This chapter covers the critical difference between SQS long polling and short polling, a core concept for building resilient and cost-effective decoupled architectures on AWS. On the SAA-C03 exam, you can expect 1-3 questions that directly test your understanding of polling mechanisms, the 20-second long polling timeout, and when to use each type. Master this topic to avoid costly mistakes in distributed system design and to correctly answer questions about reducing latency, minimizing empty responses, and optimizing cost in message-driven applications.
Jump to a section
Imagine you are a chef at a busy restaurant and you need fresh fish from the market. In short polling, you call the fish supplier every single second to ask, 'Do you have fish yet?' Even if there is no fish, you keep calling, wasting time and phone resources. The supplier gets annoyed, and your phone line is constantly busy. In long polling, you call once and say, 'I need fish. I will wait on the line until you have some. Tell me as soon as it arrives.' The supplier puts you on hold and when the fish comes in, he picks up the phone and tells you. You don't waste calls, and the supplier only responds when there is actual fish. However, you have to be willing to wait up to 20 seconds. If no fish arrives in that time, the supplier says, 'Sorry, nothing yet,' and you hang up and call again. This is exactly how SQS long polling works: the consumer makes a request to the queue and waits for a message to arrive, up to a maximum of 20 seconds. If a message arrives during that wait, SQS immediately returns it. If not, the request times out and returns empty. The consumer then retries. This reduces the number of empty responses and the cost of polling, just like the chef reducing unnecessary phone calls.
What is SQS Polling?
Amazon Simple Queue Service (SQS) is a fully managed message queuing service that enables decoupling of application components. Consumers retrieve messages from queues by issuing a ReceiveMessage API call. The polling mechanism determines how SQS responds to that call—whether it waits for messages to arrive or returns immediately.

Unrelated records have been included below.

//! Instructor model.
//!
//! Availability combines positive windows with blocked slots. A slot is
//! available iff:
//! - it overlaps no `unavailable_slots` entry, AND
//! - `available_slots` is empty, or some window fully contains it.
//!
//! Preferred slots are informational (soft) and never block a booking.

use std::hash::{Hash, Hasher};

use serde::{Deserialize, Serialize};

use super::TimeSlot;

/// Default weekly teaching cap (hours).
pub const DEFAULT_MAX_WEEKLY_HOURS: f64 = 40.0;

/// A person who teaches courses.
///
/// Equality and hashing use `id` only.
#[derive(Debug, Clone, Serialize, Deserialize)]
pub struct Instructor {
    /// Unique instructor identifier.
    pub id: String,
    /// Display name.
    pub name: String,
    /// Notification address. Falls back to `id` when absent.
    #[serde(default)]
    pub email: Option<String>,
    /// Windows the instructor can teach in. Empty = unrestricted.
    #[serde(default)]
    pub available_slots: Vec<TimeSlot>,
    /// Blocked periods (override `available_slots`).
    #[serde(default)]
    pub unavailable_slots: Vec<TimeSlot>,
    /// Preferred teaching slots.
    #[serde(default)]
    pub preferred_slots: Vec<TimeSlot>,
    /// Weekly teaching cap (hours).
    #[serde(default = "default_max_weekly_hours")]
    pub max_weekly_hours: f64,
}

fn default_max_weekly_hours() -> f64 {
    DEFAULT_MAX_WEEKLY_HOURS
}

impl Instructor {
    /// Creates an unrestricted instructor.
    pub fn new(id: impl Into<String>, name: impl Into<String>) -> Self {
        Self {
            id: id.into(),
            name: name.into(),
            email: None,
            available_slots: Vec::new(),
            unavailable_slots: Vec::new(),
            preferred_slots: Vec::new(),
            max_weekly_hours: DEFAULT_MAX_WEEKLY_HOURS,
        }
    }

    /// Sets the notification address.
    pub fn with_email(mut self, email: impl Into<String>) -> Self {
        self.email = Some(email.into());
        self
    }

    /// Adds an availability window.
    pub fn with_available(mut self, slot: TimeSlot) -> Self {
        self.available_slots.push(slot);
        self
    }

    /// Adds a blocked slot.
    pub fn with_unavailable(mut self, slot: TimeSlot) -> Self {
        self.unavailable_slots.push(slot);
        self
    }

    /// Adds a preferred slot.
    pub fn with_preferred(mut self, slot: TimeSlot) -> Self {
        self.preferred_slots.push(slot);
        self
    }

    /// Sets the weekly cap.
    pub fn with_max_weekly_hours(mut self, hours: f64) -> Self {
        self.max_weekly_hours = hours;
        self
    }

    /// Whether the instructor can teach during `slot`.
    pub fn is_available(&self, slot: &TimeSlot) -> bool {
        if self.unavailable_slots.iter().any(|u| u.overlaps(slot)) {
            return false;
        }
        self.available_slots.is_empty() || self.available_slots.iter().any(|w| w.contains(slot))
    }

    /// Whether `slot` falls inside a preferred slot.
    pub fn prefers(&self, slot: &TimeSlot) -> bool {
        self.preferred_slots.iter().any(|p| p.contains(slot))
    }

    /// Address used for notifications.
    pub fn recipient(&self) -> &str {
        self.email.as_deref().unwrap_or(&self.id)
    }
}

impl PartialEq for Instructor {
    fn eq(&self, other: &Self) -> bool {
        self.id == other.id
    }
}

impl Eq for Instructor {}

impl Hash for Instructor {
    fn hash<H: Hasher>(&self, state: &mut H) {
        self.id.hash(state);
    }
}

#[cfg(test)]
mod tests {
    use super::*;
    use chrono::Weekday;

    fn slot(day: Weekday, start: &str, end: &str) -> TimeSlot {
        TimeSlot::parse(day, start, end).unwrap()
    }

    #[test]
    fn test_unrestricted() {
        let i = Instructor::new("I1", "Dr. Smith");
        assert!(i.is_available(&slot(Weekday::Sun, "00:00", "23:00")));
        assert_eq!(i.recipient(), "I1");
        assert!((i.max_weekly_hours - 40.0).abs() < 1e-10);
    }

    #[test]
    fn test_blocked_slot() {
        let i = Instructor::new("I1", "Dr. Smith")
            .with_unavailable(slot(Weekday::Mon, "09:00", "10:00"));
        assert!(!i.is_available(&slot(Weekday::Mon, "09:30", "10:30")));
        assert!(i.is_available(&slot(Weekday::Mon, "10:00", "11:00")));
    }

    #[test]
    fn test_windows_with_block_override() {
        let i = Instructor::new("I1", "Dr. Smith")
            .with_email("smith@example.com")
            .with_available(slot(Weekday::Mon, "08:00", "12:00"))
            .with_unavailable(slot(Weekday::Mon, "10:00", "11:00"));

        assert!(i.is_available(&slot(Weekday::Mon, "08:00", "09:00")));
        assert!(!i.is_available(&slot(Weekday::Mon, "07:00", "08:00")));
        assert!(!i.is_available(&slot(Weekday::Mon, "10:00", "11:00")));
        assert!(!i.is_available(&slot(Weekday::Tue, "08:00", "09:00")));
        assert_eq!(i.recipient(), "smith@example.com");
    }

    #[test]
    fn test_identity_equality() {
        let a = Instructor::new("I1", "Dr. Smith");
        let b = Instructor::new("I1", "Someone Else").with_max_weekly_hours(2.0);
        assert_eq!(a, b);

        let mut set = std::collections::HashSet::new();
        set.insert(a);
        assert!(!set.insert(b));
    }
}
//! Committed course placement.
//!
//! Binds one course, its instructor, one room and one slot. Records are
//! created only by a validated `Schedule::add_course` (or the explicit
//! bulk-load bypass) and live until `Schedule::remove_course`.

use std::hash::{Hash, Hasher};

use chrono::{DateTime, Utc};
use serde::Serialize;

use super::{Course, Instructor, Resource, TimeSlot};

/// A course committed to a slot.
///
/// Identity is the course id: equality and hashing ignore every other
/// field, so one course can hold at most one record in any set or map.
#[derive(Debug, Clone, Serialize)]
pub struct CourseSchedule {
    pub course: Course,
    pub instructor: Instructor,
    pub resource: Resource,
    pub slot: TimeSlot,
    /// When the record was committed.
    pub scheduled_at: DateTime<Utc>,
}

impl CourseSchedule {
    /// Creates a record stamped with the current time.
    pub fn new(course: Course, instructor: Instructor, resource: Resource, slot: TimeSlot) -> Self {
        Self {
            course,
            instructor,
            resource,
            slot,
            scheduled_at: Utc::now(),
        }
    }

    /// Course id (record identity).
    #[inline]
    pub fn id(&self) -> &str {
        &self.course.id
    }

    #[inline]
    pub fn instructor_id(&self) -> &str {
        &self.instructor.id
    }

    #[inline]
    pub fn resource_id(&self) -> &str {
        &self.resource.id
    }

    /// Whether the two records share an instant.
    pub fn overlaps(&self, other: &Self) -> bool {
        self.slot.overlaps(&other.slot)
    }
}

impl PartialEq for CourseSchedule {
    fn eq(&self, other: &Self) -> bool {
        self.course.id == other.course.id
    }
}

impl Eq for CourseSchedule {}

impl Hash for CourseSchedule {
    fn hash<H: Hasher>(&self, state: &mut H) {
        self.course.id.hash(state);
    }
}

#[cfg(test)]
mod tests {
    use super::*;
    use chrono::Weekday;
    use std::collections::HashSet;

    fn record(course_id: &str, start: &str, end: &str) -> CourseSchedule {
        CourseSchedule::new(
            Course::new(course_id, "Course", "I1"),
            Instructor::new("I1", "Dr. Smith"),
            Resource::new("R1", 30),
            TimeSlot::parse(Weekday::Mon, start, end).unwrap(),
        )
    }

    #[test]
    fn test_identity_by_course_id() {
        let a = record("C1", "09:00", "10:00");
        let b = record("C1", "14:00", "15:00");
        assert_eq!(a, b);

        let mut set = HashSet::new();
        set.insert(a);
        assert!(!set.insert(b));
        assert!(set.insert(record("C2", "09:00", "10:00")));
    }

    #[test]
    fn test_overlap() {
        let a = record("C1", "09:00", "10:00");
        let b = record("C2", "09:30", "10:30");
        let c = record("C3", "10:00", "11:00");
        assert!(a.overlaps(&b));
        assert!(!a.overlaps(&c));
        assert_eq!(a.instructor_id(), "I1");
        assert_eq!(a.resource_id(), "R1");
    }
}
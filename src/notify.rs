//! Notification hook.
//!
//! The service calls every registered [`Notifier`] with
//! `(message, recipient)` after a successful schedule, reschedule or
//! status change. Delivery (mail, chat) belongs to the embedding
//! application; the handlers here cover logging, stdout and capture.

use std::fmt::Debug;
use std::sync::{Arc, Mutex, PoisonError};

use chrono::{DateTime, Utc};
use serde::Serialize;
use tracing::info;

use crate::config::NotifierKind;

/// Receives scheduling events.
pub trait Notifier: Send + Sync + Debug {
    /// Delivers one message. Must not block for long; called outside the
    /// schedule lock but on the caller's thread.
    fn notify(&self, message: &str, recipient: &str);
}

/// Emits each notification as a `tracing` event.
#[derive(Debug, Clone, Copy, Default)]
pub struct LogNotifier;

impl Notifier for LogNotifier {
    fn notify(&self, message: &str, recipient: &str) {
        info!(target: "u_timetable::notify", recipient, "{message}");
    }
}

/// Prints each notification to standard output.
#[derive(Debug, Clone, Copy, Default)]
pub struct StdoutNotifier;

impl Notifier for StdoutNotifier {
    fn notify(&self, message: &str, recipient: &str) {
        println!("[{recipient}] {message}");
    }
}

/// A delivered notification.
#[derive(Debug, Clone, PartialEq, Serialize)]
pub struct Notification {
    pub recipient: String,
    pub message: String,
    pub sent_at: DateTime<Utc>,
}

/// Keeps every notification in memory.
#[derive(Debug, Default)]
pub struct RecordingNotifier {
    sent: Mutex<Vec<Notification>>,
}

impl RecordingNotifier {
    pub fn new() -> Self {
        Self::default()
    }

    /// Notifications received so far, oldest first.
    pub fn sent(&self) -> Vec<Notification> {
        self.sent
            .lock()
            .unwrap_or_else(PoisonError::into_inner)
            .clone()
    }

    pub fn len(&self) -> usize {
        self.sent.lock().unwrap_or_else(PoisonError::into_inner).len()
    }

    pub fn is_empty(&self) -> bool {
        self.len() == 0
    }
}

impl Notifier for RecordingNotifier {
    fn notify(&self, message: &str, recipient: &str) {
        self.sent
            .lock()
            .unwrap_or_else(PoisonError::into_inner)
            .push(Notification {
                recipient: recipient.to_string(),
                message: message.to_string(),
                sent_at: Utc::now(),
            });
    }
}

/// Builds the handler named by configuration.
pub fn from_kind(kind: NotifierKind) -> Arc<dyn Notifier> {
    match kind {
        NotifierKind::Log => Arc::new(LogNotifier),
        NotifierKind::Stdout => Arc::new(StdoutNotifier),
    }
}
//! Python projects.

use crate::detection::ProjectType;
use crate::error::Result;
use crate::host::Host;
use crate::ui::UserInterface;

use super::action::{offer, Action};
use super::{Check, CheckStatus};

const REQUIREMENTS: &str = "requirements.txt";

const VENV_HINT: &str = "python3 -m venv .venv && source .venv/bin/activate";

/// Interpreter candidates in lookup order, each with its install action.
const INTERPRETERS: &[(&str, Action)] = &[
    (
        "python3",
        Action::new(
            "pip_install",
            "Install Python dependencies?",
            "python3 -m pip install -r requirements.txt",
        ),
    ),
    (
        "python",
        Action::new(
            "pip_install",
            "Install Python dependencies?",
            "python -m pip install -r requirements.txt",
        ),
    ),
];

/// Checks for a Python interpreter and offers to install requirements.
pub struct PythonCheck;

impl Check for PythonCheck {
    fn name(&self) -> &str {
        "python"
    }

    fn applies_to(&self, project_type: ProjectType) -> bool {
        project_type == ProjectType::Python
    }

    fn run(&self, host: &mut dyn Host, ui: &mut dyn UserInterface) -> Result<CheckStatus> {
        let Some(install) = INTERPRETERS
            .iter()
            .find(|(binary, _)| host.has_tool(binary))
            .map(|(_, action)| *action)
        else {
            ui.error("Python not installed");
            return Ok(CheckStatus::failed("python not installed"));
        };

        ui.success("Python installed");

        let mut status = CheckStatus::Passed;
        if host.file_exists(REQUIREMENTS) {
            let outcome = offer(&install, host, ui)?;
            status = outcome.status(&install);
        }

        ui.info(&format!("For virtual env, run: {}", VENV_HINT));

        Ok(status)
    }
}
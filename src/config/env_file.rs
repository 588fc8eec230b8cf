//! .env file parsing and loading.
//!
//! This module parses environment variable files in the common dotenv
//! `KEY=value` format and applies them to the process environment.

use std::collections::HashMap;
use std::path::Path;

use tracing::{debug, warn};

use crate::error::{DevkickError, Result};

/// Name of the env file looked up in the project root.
pub const ENV_FILE: &str = ".env";

/// Parses .env files into a map of environment variables.
///
/// # Supported Formats
///
/// - Simple: `KEY=value`
/// - Exported: `export KEY=value`
/// - Quoted: `KEY="value with spaces"` or `KEY='single quoted'`
/// - Escaped newlines inside double quotes: `KEY="line1\nline2"`
/// - Empty: `KEY=`
/// - Comments: `# This is a comment`, or `KEY=value # trailing`
///   (an unquoted value ends at the first `#`)
/// - Whitespace around equals: `KEY = value`
/// - Values with equals signs: `URL=https://example.com?foo=bar`
///
/// Lines with an invalid key are ignored. When a key repeats, the last
/// definition wins.
///
/// # Example
///
/// ```
/// use devkick::config::EnvFileParser;
///
/// let content = r#"
/// # Database config
/// DATABASE_URL=postgres://localhost/db
/// export DEBUG="true"
/// EMPTY=
/// "#;
///
/// let vars = EnvFileParser::parse(content);
/// assert_eq!(vars.get("DATABASE_URL"), Some(&"postgres://localhost/db".to_string()));
/// assert_eq!(vars.get("DEBUG"), Some(&"true".to_string()));
/// assert_eq!(vars.get("EMPTY"), Some(&"".to_string()));
/// ```
pub struct EnvFileParser;

impl EnvFileParser {
    /// Parse env file content into a map of variables.
    pub fn parse(content: &str) -> HashMap<String, String> {
        let mut vars = HashMap::new();

        for line in content.lines() {
            let line = line.trim();

            if line.is_empty() || line.starts_with('#') {
                continue;
            }

            if let Some((key, value)) = Self::parse_line(line) {
                vars.insert(key, value);
            }
        }

        vars
    }

    fn parse_line(line: &str) -> Option<(String, String)> {
        let line = line.strip_prefix("export ").unwrap_or(line);
        let (key, value) = line.split_once('=')?;
        let key = key.trim();

        if !Self::is_valid_key(key) {
            return None;
        }

        Some((key.to_string(), Self::parse_value(value.trim())))
    }

    fn is_valid_key(key: &str) -> bool {
        let mut chars = key.chars();
        match chars.next() {
            Some(c) if c.is_ascii_alphabetic() || c == '_' => {}
            _ => return false,
        }
        chars.all(|c| c.is_ascii_alphanumeric() || c == '_' || c == '.' || c == '-')
    }

    fn parse_value(value: &str) -> String {
        if let Some(inner) = Self::quoted(value, '"') {
            return inner.replace("\\n", "\n");
        }
        if let Some(inner) = Self::quoted(value, '\'') {
            return inner.to_string();
        }

        // Unquoted: `#` starts a trailing comment.
        match value.find('#') {
            Some(pos) => value[..pos].trim_end().to_string(),
            None => value.to_string(),
        }
    }

    /// Text between an opening `quote` and the next one. Anything after the
    /// closing quote is a comment.
    fn quoted(value: &str, quote: char) -> Option<&str> {
        let rest = value.strip_prefix(quote)?;
        let end = rest.find(quote)?;
        Some(&rest[..end])
    }

    /// Load and parse an env file from a path.
    ///
    /// # Example
    ///
    /// ```no_run
    /// use devkick::config::EnvFileParser;
    /// use std::path::Path;
    ///
    /// let vars = EnvFileParser::load(Path::new(".env")).unwrap();
    /// for (key, value) in &vars {
    ///     println!("{}={}", key, value);
    /// }
    /// ```
    pub fn load(path: &Path) -> Result<HashMap<String, String>> {
        let content = std::fs::read_to_string(path).map_err(|e| DevkickError::EnvFile {
            path: path.to_path_buf(),
            message: e.to_string(),
        })?;
        Ok(Self::parse(&content))
    }
}

/// Set variables in the process environment, keeping any value that is
/// already defined. Values containing a NUL byte cannot be stored in the
/// environment and are skipped. Returns how many variables were set.
pub fn apply_to_process(vars: &HashMap<String, String>) -> usize {
    let mut applied = 0;
    for (key, value) in vars {
        if value.contains('\0') {
            warn!("skipping {}: value contains a NUL byte", key);
            continue;
        }
        if std::env::var_os(key).is_some() {
            debug!("keeping existing value of {}", key);
            continue;
        }
        std::env::set_var(key, value);
        applied += 1;
    }
    applied
}
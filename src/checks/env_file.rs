//! `.env` loading.

use tracing::{debug, warn};

use crate::config::ENV_FILE;
use crate::error::Result;
use crate::host::Host;
use crate::ui::UserInterface;

use super::{Check, CheckStatus};

/// Loads the project's `.env` file into the process environment.
///
/// Prints a single success line when the file is found. Variables that are
/// already set keep their value.
pub struct EnvFileCheck;

impl Check for EnvFileCheck {
    fn name(&self) -> &str {
        "env-file"
    }

    fn run(&self, host: &mut dyn Host, ui: &mut dyn UserInterface) -> Result<CheckStatus> {
        if !host.file_exists(ENV_FILE) {
            return Ok(CheckStatus::skipped("no .env file"));
        }

        let path = host.resolve(ENV_FILE);
        ui.success(&format!("Found .env file at {}", path.display()));

        match host.read_env_file(ENV_FILE) {
            Ok(vars) => {
                let applied = host.apply_env(&vars);
                debug!("loaded {} of {} variables from .env", applied, vars.len());
                Ok(CheckStatus::Passed)
            }
            Err(e) => {
                warn!("{}", e);
                ui.warning(&format!("Could not load .env: {}", e));
                Ok(CheckStatus::failed("unreadable .env file"))
            }
        }
    }
}
//! Configuration for devkick.
//!
//! devkick reads no configuration file of its own. This module covers:
//! - Project `.env` files in [`env_file`], loaded into the process environment
//! - Environment-variable driven settings in [`runtime`]

pub mod env_file;
pub mod runtime;

pub use env_file::{apply_to_process, EnvFileParser, ENV_FILE};
pub use runtime::{RuntimeSettings, PROMPT_ENV_PREFIX};
//! The machine a run inspects and acts on.
//!
//! Checks never touch the filesystem, the process environment or external
//! processes directly. They go through [`Host`], which lets tests script
//! probe results and record actions with [`MockHost`].
//!
//! # Example
//!
//! ```
//! use devkick::host::{Host, MockHost};
//! use devkick::shell::CommandOutcome;
//!
//! let mut host = MockHost::new();
//! host.add_file("package.json");
//! host.add_tool("node");
//! host.set_probe("git rev-parse --is-inside-work-tree", CommandOutcome::failed());
//!
//! assert!(host.file_exists("package.json"));
//! assert!(host.has_tool("node"));
//! assert!(!host.probe("git rev-parse --is-inside-work-tree").ok);
//! ```

pub mod mock;
pub mod system;

pub use mock::MockHost;
pub use system::SystemHost;

use std::collections::HashMap;
use std::path::{Path, PathBuf};

use crate::error::Result;
use crate::shell::CommandOutcome;

/// Access to the project directory, installed tools and external processes.
pub trait Host {
    /// The project root all relative paths resolve against.
    fn root(&self) -> &Path;

    /// Check whether a file or directory exists under the project root.
    fn file_exists(&self, name: &str) -> bool;

    /// Absolute path of an entry under the project root.
    fn resolve(&self, name: &str) -> PathBuf {
        self.root().join(name)
    }

    /// Check whether a tool can be found on PATH.
    fn has_tool(&mut self, tool: &str) -> bool;

    /// Run a command silently and capture its output.
    fn probe(&mut self, command: &str) -> CommandOutcome;

    /// Run a command attached to the user's terminal.
    fn run(&mut self, command: &str) -> CommandOutcome;

    /// Read `KEY=value` pairs from an env file under the project root.
    fn read_env_file(&self, name: &str) -> Result<HashMap<String, String>>;

    /// Apply variables to the process environment without overwriting
    /// existing ones. Returns how many were set.
    fn apply_env(&mut self, vars: &HashMap<String, String>) -> usize;
}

There are two types: short polling (default) and long polling.
Short Polling (Default)
In short polling, the ReceiveMessage call returns immediately, even if the queue is empty. If no messages are available, the response contains an empty list. The consumer must then re-poll after a delay (e.g., a few milliseconds to seconds) to check again. Short polling uses a weighted random distribution to sample a subset of the queue's underlying servers (called shards or partitions). A standard SQS queue is distributed across multiple servers for high throughput. When you call ReceiveMessage with short polling, SQS selects a subset of these servers (based on the queue's configuration) and queries only those. This means that even if messages exist in the queue, they may not be returned if the selected servers don't hold them. This can lead to false empty responses even when messages are present.
Long Polling
Long polling is an alternative where the ReceiveMessage call does not return immediately. Instead, it waits for a specified duration (the ReceiveMessageWaitTimeSeconds parameter, 1 to 20 seconds) for a message to become available. If a message arrives during that wait, SQS returns it immediately. If no message arrives before the timeout expires, SQS returns an empty response. Long polling eliminates false empty responses by querying all of the queue's servers (partitions) before returning. It also reduces the number of empty responses, lowering the number of API calls and thus cost.
How It Works Internally
SQS queues are distributed across multiple partitions (physical servers) for scalability. Each partition holds a subset of messages. When you send a message, it is stored on one partition. When you receive a message, SQS must locate a message across partitions.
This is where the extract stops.